President Mbeki has become notorious for denying that Aids is caused by a virus. He is supported by the minister of health, Dr Manto Tshabalala-Msimang who is known as Dr Beetroot for her claims that beetroot and garlic can treat Aids.

Dr Tshabalala-Msimang was ill for nine months and has only recently resumed her duties. During the health minister’s illness, Ms Madlala-Routledge mended fences with activists in the Treatment Action Campaign and the mainstream medical community and was one of the driving forces behind a new five-year plan which has made reducing the number of new HIV infections one of its main targets, and aims to extend treatment to 80% of those with Aids by 2011.
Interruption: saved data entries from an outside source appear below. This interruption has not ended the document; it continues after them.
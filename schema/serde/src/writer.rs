/// A growable byte buffer used to build outgoing patches.
///
/// Patches have no fixed upper size (a full resync of a large state tree can
/// be arbitrarily big), so the buffer grows as needed.
pub struct ByteWriter {
    buffer: Vec<u8>,
}

impl ByteWriter {
    pub fn new() -> Self {
        Self {
            buffer: Vec::with_capacity(256),
        }
    }

    pub fn write_u8(&mut self, byte: u8) {
        self.buffer.push(byte);
    }

    pub fn write_bytes(&mut self, bytes: &[u8]) {
        self.buffer.extend_from_slice(bytes);
    }

    pub fn len(&self) -> usize {
        self.buffer.len()
    }

    pub fn is_empty(&self) -> bool {
        self.buffer.is_empty()
    }

    pub fn to_bytes(self) -> Vec<u8> {
        self.buffer
    }
}

impl Default for ByteWriter {
    fn default() -> Self {
        Self::new()
    }
}

#[cfg(test)]
mod tests {
    use super::*;

    #[test]
    fn write_and_collect() {
        let mut writer = ByteWriter::new();
        writer.write_u8(0x12);
        writer.write_bytes(&[0x34, 0x56]);

        assert_eq!(writer.len(), 3);
        assert_eq!(writer.to_bytes(), vec![0x12, 0x34, 0x56]);
    }

    #[test]
    fn grows_past_initial_capacity() {
        let mut writer = ByteWriter::new();
        for _ in 0..10_000 {
            writer.write_u8(0xFF);
        }

        let bytes = writer.to_bytes();
        assert_eq!(bytes.len(), 10_000);
        assert!(bytes.iter().all(|&b| b == 0xFF));
    }
}
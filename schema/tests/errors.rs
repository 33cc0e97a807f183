use mirror_schema::{
    DecodeError, Decoder, DeprecationPolicy, ElementKind, EncodeError, Encoder, FieldKind,
    PrimitiveKind, Record, RecordError, SchemaTypeBuilder, TypeRegistry, Value,
};

fn registry() -> TypeRegistry {
    let mut registry = TypeRegistry::new();
    let item = registry
        .register(
            SchemaTypeBuilder::new("Item")
                .field("weight", FieldKind::Primitive(PrimitiveKind::Number)),
        )
        .unwrap();
    registry
        .register(
            SchemaTypeBuilder::new("Intruder")
                .field("payload", FieldKind::Primitive(PrimitiveKind::Str)),
        )
        .unwrap();
    registry
        .register(
            SchemaTypeBuilder::new("Bag")
                .field("capacity", FieldKind::Primitive(PrimitiveKind::Number))
                .field("held", FieldKind::Reference(item))
                .field(
                    "slots",
                    FieldKind::ListOf(ElementKind::Primitive(PrimitiveKind::Number)),
                )
                .field(
                    "tags",
                    FieldKind::MapOf(ElementKind::Primitive(PrimitiveKind::Number)),
                )
                .deprecated_field(
                    "weight_limit",
                    FieldKind::Primitive(PrimitiveKind::Number),
                    DeprecationPolicy::Throws,
                ),
        )
        .unwrap();
    registry
}

fn new_bag(registry: &TypeRegistry) -> mirror_schema::RecordRef {
    Record::new(registry.resolve(2).unwrap())
}

#[test]
fn wrong_primitive_kind_is_an_encode_error() {
    let registry = registry();
    let bag = new_bag(&registry);
    bag.borrow_mut()
        .set("capacity", Some(Value::String("heavy".into())))
        .unwrap();

    let result = Encoder::new(&registry).encode_incremental(&bag);
    assert!(matches!(
        result,
        Err(EncodeError::ValueType { expected: "number", found: "string", .. })
    ));
}

#[test]
fn unrelated_record_in_a_reference_field_is_rejected() {
    let registry = registry();
    let bag = new_bag(&registry);
    let intruder = Record::new(registry.resolve(1).unwrap());
    bag.borrow_mut()
        .set("held", Some(Value::Record(intruder)))
        .unwrap();

    let result = Encoder::new(&registry).encode_incremental(&bag);
    match result {
        Err(EncodeError::TypeMismatch { expected, found, field }) => {
            assert_eq!(expected, "Item");
            assert_eq!(found, "Intruder");
            assert_eq!(field, "held");
        }
        other => panic!("expected a type mismatch, got {:?}", other),
    }
}

#[test]
fn non_container_in_a_container_field_is_rejected() {
    let registry = registry();
    let bag = new_bag(&registry);
    bag.borrow_mut()
        .set("slots", Some(Value::Number(3.0)))
        .unwrap();

    let result = Encoder::new(&registry).encode_incremental(&bag);
    assert!(matches!(
        result,
        Err(EncodeError::TypeMismatch { ref expected, .. }) if expected == "list"
    ));
}

#[test]
fn deprecated_fields_reject_reads_and_writes() {
    let registry = registry();
    let bag = new_bag(&registry);
    let mut bag = bag.borrow_mut();

    assert!(matches!(
        bag.set("weight_limit", Some(Value::Number(1.0))),
        Err(RecordError::DeprecatedField { .. })
    ));
    assert!(matches!(
        bag.get("weight_limit"),
        Err(RecordError::DeprecatedField { .. })
    ));
    assert!(matches!(
        bag.get("no_such_field"),
        Err(RecordError::UnknownField { .. })
    ));
}

#[test]
fn a_failed_encode_keeps_the_pending_changes() {
    let registry = registry();
    let bag = new_bag(&registry);
    {
        let mut bag = bag.borrow_mut();
        bag.set("capacity", Some(Value::Number(10.0))).unwrap();
        bag.set("held", Some(Value::Number(1.0))).unwrap();
    }
    let encoder = Encoder::new(&registry);
    assert!(encoder.encode_incremental(&bag).is_err());

    // Repair the offending field; everything dirty is still dirty.
    let item = Record::new(registry.resolve(0).unwrap());
    item.borrow_mut().set("weight", Some(Value::Number(2.0))).unwrap();
    bag.borrow_mut().set("held", Some(Value::Record(item))).unwrap();

    let patch = encoder.encode_incremental(&bag).unwrap();
    let mirror = new_bag(&registry);
    Decoder::new(&registry).decode(&mirror, &patch).unwrap();
    let mirror = mirror.borrow();
    assert_eq!(mirror.get("capacity").unwrap().unwrap().as_number(), Some(10.0));
    let held = mirror.get("held").unwrap().unwrap().as_record().unwrap().clone();
    assert_eq!(held.borrow().get("weight").unwrap().unwrap().as_number(), Some(2.0));
}

#[test]
fn truncated_patches_surface_as_decode_errors() {
    let registry = registry();
    let bag = new_bag(&registry);
    bag.borrow_mut()
        .set("capacity", Some(Value::Number(300.0)))
        .unwrap();
    let mut patch = Encoder::new(&registry).encode_incremental(&bag).unwrap();
    patch.truncate(patch.len() - 1);

    let mirror = new_bag(&registry);
    let result = Decoder::new(&registry).decode(&mirror, &patch);
    assert!(matches!(result, Err(DecodeError::Serde(_))));
}

#[test]
fn unknown_map_identities_are_rejected() {
    let registry = registry();
    let mirror = new_bag(&registry);

    // Field 3 is the map; one entry addressed by an identity this mirror
    // has never been introduced to.
    let patch = vec![0x03, 0x01, 0x05];
    let result = Decoder::new(&registry).decode(&mirror, &patch);
    assert!(matches!(
        result,
        Err(DecodeError::UnknownMapIdentity { identity: 5 })
    ));
}

#[test]
fn discarding_all_changes_yields_an_empty_patch() {
    let registry = registry();
    let bag = new_bag(&registry);
    {
        let mut bag = bag.borrow_mut();
        bag.set("capacity", Some(Value::Number(5.0))).unwrap();
        let item = Record::new(registry.resolve(0).unwrap());
        item.borrow_mut().set("weight", Some(Value::Number(1.0))).unwrap();
        bag.set("held", Some(Value::Record(item))).unwrap();
    }

    mirror_schema::discard_all_changes(&bag);
    let patch = Encoder::new(&registry).encode_incremental(&bag).unwrap();
    assert!(patch.is_empty());
}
The firing of Ms Madlala-Routledge was described yesterday by the Treatment Action Committee as a “dreadful error of judgment”. “It indicates that the president still remains opposed to the science of HIV and to appropriately responding to the epidemic. We call on him to reverse his decision,” the committee added.

The deputy minister was fired for going to Spain with her son and a government consultant at a cost of R160,000 (£11,000). His aides said that there had been a mix-up over dates and that the president only refused her permission to make the trip after she had arrived in Spain. It is believed she refused to resign and was then fired.

Reaction to her sacking has demonstrated not only her popularity, but also the deep unpopularity of Mr Mbeki. The parliamentary opposition, the Congress of South Africa Trade Unions and the South African Communist party joined in the criticism of the sacking. Cosatu said her firing would “deepen a culture of sycophancy” in the government.

Patricia De Lille, leader of the small Independent Democrats party, noted the dismissal came “just hours before the dawn of our 13th Women’s day”, calling it “an insult to every single South African woman who has the courage to stand up for the truth”.

Ms Madlala-Routledge is a former deputy minister of defence. She is also a Quaker.

Mukoni Ratshitanga, a spokesman for Mr Mbeki, said the president did not need to explain his decision. “Members of cabinet and deputy ministers serve at the behest of the president,” he said.